Last chance to avoid fossil fuel doom

United States economist Jeffrey Sachs said COP21 in Paris is 'the moment of truth'.

United States economist Jeffrey Sachs said COP21 in Paris is 'the moment of truth'.

Three-quarters of known fossil fuel reserves must be kept in the ground if humanity is to avoid the worst effects of climate change, a group of leading scientists and economists have said in a statement timed to coincide with Earth Day, which took place on Wednesday.

The Earth League, which includes Nicholas Stern, the author of several influential reports on the economics of climate change; Hans Joachim Schellnhuber, a climate scientist and adviser to Angela Merkel; and the United States economist Jeffrey Sachs, urged world leaders to follow up on their commitments to avoid dangerous global warming.

Spelling out what a global deal at the UN climate summit in Paris later this year should include, the group demanded governments adopt a goal of reducing economies’ carbon emissions to zero by mid-century, put a price on carbon and that the richest take the lead with the most aggressive cuts.

In its Earth statement, the group said that three quarters of known fossil fuel reserves must be left in the ground if warming was not to breach a rise of 2°C, the safety limit agreed to by governments.

Johan Rockström, the statement’s lead author, said: “From a scientific perspective, 2015 is a decisive moment.

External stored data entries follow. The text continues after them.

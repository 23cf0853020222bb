use std::collections::HashMap;

use chrono::Utc;
use serde::{Deserialize, Serialize};
use sqlx::FromRow;

use crate::utils::error::{AppError, AppResult};

#[derive(Debug, Clone, Serialize, Deserialize, FromRow)]
pub struct Listing {
    pub id: i64,
    pub name: String,
    pub brand: String,
    pub body_type: Option<String>,
    pub year: Option<i64>,
    pub mileage: Option<i64>,
    pub engine: Option<String>,
    pub transmission: Option<String>,
    pub drivetrain: Option<String>,
    pub price_usd: i64,
    pub description: String,
    pub created_at: String,
}

/// Catalog row: a listing plus the first gallery image, if any.
#[derive(Debug, Clone, Serialize, FromRow)]
pub struct ListingSummary {
    pub id: i64,
    pub name: String,
    pub brand: String,
    pub body_type: Option<String>,
    pub year: Option<i64>,
    pub mileage: Option<i64>,
    pub engine: Option<String>,
    pub transmission: Option<String>,
    pub drivetrain: Option<String>,
    pub price_usd: i64,
    pub description: String,
    pub created_at: String,
    pub cover_image: Option<String>,
}

#[derive(Debug, Clone)]
pub struct NewListing {
    pub name: String,
    pub brand: String,
    pub body_type: Option<String>,
    pub year: Option<i64>,
    pub mileage: Option<i64>,
    pub engine: Option<String>,
    pub transmission: Option<String>,
    pub drivetrain: Option<String>,
    pub price_usd: i64,
    pub description: String,
}

impl NewListing {
    /// Builds a listing from the admin form fields.
    ///
    /// `name`, `brand`, `price_usd` and `description` are required; numeric
    /// fields must parse and be non-negative, anything else is a 400.
    pub fn from_form(fields: &HashMap<String, String>) -> AppResult<Self> {
        let name = required(fields, "name")?;
        let brand = required(fields, "brand")?;
        let description = required(fields, "description")?;

        let price_usd = parse_non_negative(&required(fields, "price_usd")?, "price_usd")?;
        let year = optional_non_negative(fields, "year")?;
        let mileage = optional_non_negative(fields, "mileage")?;

        Ok(Self {
            name,
            brand,
            body_type: optional(fields, "body_type"),
            year,
            mileage,
            engine: optional(fields, "engine"),
            transmission: optional(fields, "transmission"),
            drivetrain: optional(fields, "drivetrain"),
            price_usd,
            description,
        })
    }

    pub fn into_listing(self, id: i64) -> Listing {
        Listing {
            id,
            name: self.name,
            brand: self.brand,
            body_type: self.body_type,
            year: self.year,
            mileage: self.mileage,
            engine: self.engine,
            transmission: self.transmission,
            drivetrain: self.drivetrain,
            price_usd: self.price_usd,
            description: self.description,
            created_at: Utc::now().to_rfc3339(),
        }
    }
}

fn required(fields: &HashMap<String, String>, key: &str) -> AppResult<String> {
    match fields.get(key).map(|v| v.trim()) {
        Some(v) if !v.is_empty() => Ok(v.to_string()),
        _ => Err(AppError::ValidationError(format!(
            "missing required field: {key}"
        ))),
    }
}

fn optional(fields: &HashMap<String, String>, key: &str) -> Option<String> {
    fields
        .get(key)
        .map(|v| v.trim())
        .filter(|v| !v.is_empty())
        .map(|v| v.to_string())
}

fn parse_non_negative(value: &str, key: &str) -> AppResult<i64> {
    let parsed: i64 = value
        .parse()
        .map_err(|_| AppError::ValidationError(format!("{key} must be a whole number")))?;
    if parsed < 0 {
        return Err(AppError::ValidationError(format!(
            "{key} must not be negative"
        )));
    }
    Ok(parsed)
}

fn optional_non_negative(fields: &HashMap<String, String>, key: &str) -> AppResult<Option<i64>> {
    match optional(fields, key) {
        Some(v) => Ok(Some(parse_non_negative(&v, key)?)),
        None => Ok(None),
    }
}

/// Sort orders the catalog supports; insertion order (newest first) is the
/// default.
#[derive(Debug, Clone, Copy, PartialEq, Eq, Default)]
pub enum SortOrder {
    #[default]
    Newest,
    PriceAsc,
    PriceDesc,
}

impl SortOrder {
    pub fn from_param(param: Option<&str>) -> Self {
        match param {
            Some("price_asc") => SortOrder::PriceAsc,
            Some("price_desc") => SortOrder::PriceDesc,
            _ => SortOrder::Newest,
        }
    }

    pub fn sql(&self) -> &'static str {
        match self {
            SortOrder::Newest => "id DESC",
            SortOrder::PriceAsc => "price_usd ASC, id DESC",
            SortOrder::PriceDesc => "price_usd DESC, id DESC",
        }
    }
}

/// Conjunctive catalog filters.
#[derive(Debug, Clone, Default)]
pub struct ListingFilters {
    pub min_price: Option<i64>,
    pub max_price: Option<i64>,
    pub brand: Option<String>,
    pub body_type: Option<String>,
    pub search: Option<String>,
    pub sort: SortOrder,
    pub page: u32,
}

#[derive(Debug, Clone, Serialize)]
pub struct Page<T> {
    pub items: Vec<T>,
    pub page: u32,
    pub per_page: u32,
    pub total: i64,
    pub total_pages: i64,
}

The window to navigate ourselves free from a ‘beyond 2°C future’ is barely open. It’s the last chance to navigate ourselves towards a desired future.

“It’s so frustrating, because it’s the choice of moving down a business-as-usual route with devastating outcomes for humanity and, at the same time, we have this almost unprecedented opportunity.

“We can transform the world economy to a fossil fuel-free one and, moreover, do it in a way that is security and health-wise more attractive.”

The statement says that failure by the world to act on climate change would bring a one in 10 chance of temperatures rising by more than 6°C by 2100, a level of risk that would be comparable with accepting 10?000 plane crashes daily worldwide.

Rockström said there was now enough scientific evidence that the world was approaching irreversible tipping points where the Earth’s system begins to accelerate the warming that man has already caused. Methane being released as permafrost thaws and melting ice, meaning less solar energy reflected back into space, are two examples.

“That’s the scientific nightmare,” Rockström said. “You don’t want the Earth to go from friend to foe … we need to bend the curve on emissions over the next 10 to 15 years.”

He said, however, that there was a significant gap between the group’s demands and what might be achieved at the Paris conference, COP21, with several significant players already playing down expectations.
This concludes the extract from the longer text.